Os países com os índices mais
altos de obesidades do mundo estão no Oriente Médio e Norte da África. Na região,
58% dos homens e 65% das mulheres com 20 anos ou mais estão acima do tempo. Todavia,
os países com os maiores números de obesos do mundo são Estados Unidos (86,9
milhões), China (62 milhões), Índia (40,4 milhões), Rússia 29,2 milhões, Brasil
(26,2 milhões), México (24,9 milhões), Egito (21,8 milhões), Alemanha (17,1
milhões), Paquistão (16,7 milhões) e Indonésia (15,1 milhões). A obesidade está
associada ao consumo de alimentos e bebidas ricos em gordura e em açúcar. As
tecnologias facilitaram em excesso a vida da sociedade atual. O número de
calorias gastas diariamente é cada vez menor.

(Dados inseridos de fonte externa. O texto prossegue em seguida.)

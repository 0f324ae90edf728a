// Strategy seam for build data sources. The fallback chain composes
// instances of this trait; a provider either returns a complete Build or
// fails, and partial data counts as failure.

use async_trait::async_trait;

use super::Build;
use crate::Result;

#[async_trait]
pub trait BuildProvider: Send + Sync {
  /// Short source label, also used in rune page names.
  fn label(&self) -> &str;

  /// Fetch a build for champion+role at the given patch. The patch tag is
  /// advisory; providers may serve newer data.
  async fn fetch_build(&self, champion_id: i64, role: &str, patch: &str) -> Result<Build>;
}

Uma vida menos dinâmica e menos voltada para as atividades físicas, tem
pó consequência o ganho de peso e o surgimento de uma série de doenças
associadas à obesidade (diabetes, hipertensão, cardiopatias etc).
O filme Wall-E é uma excelente
produção. É capaz de proporcionar descontração, riso e uma doce sensação diante
das peripécias apaixonadas do robozinho simpático que leva o nome do filme.
Todavia, é uma obra que permite uma leitura crítica sobre várias temáticas do
tempo presente. É um filme, aparentemente, feito para o público infantil, com
um direcionamento para ser refletido pelos adultos.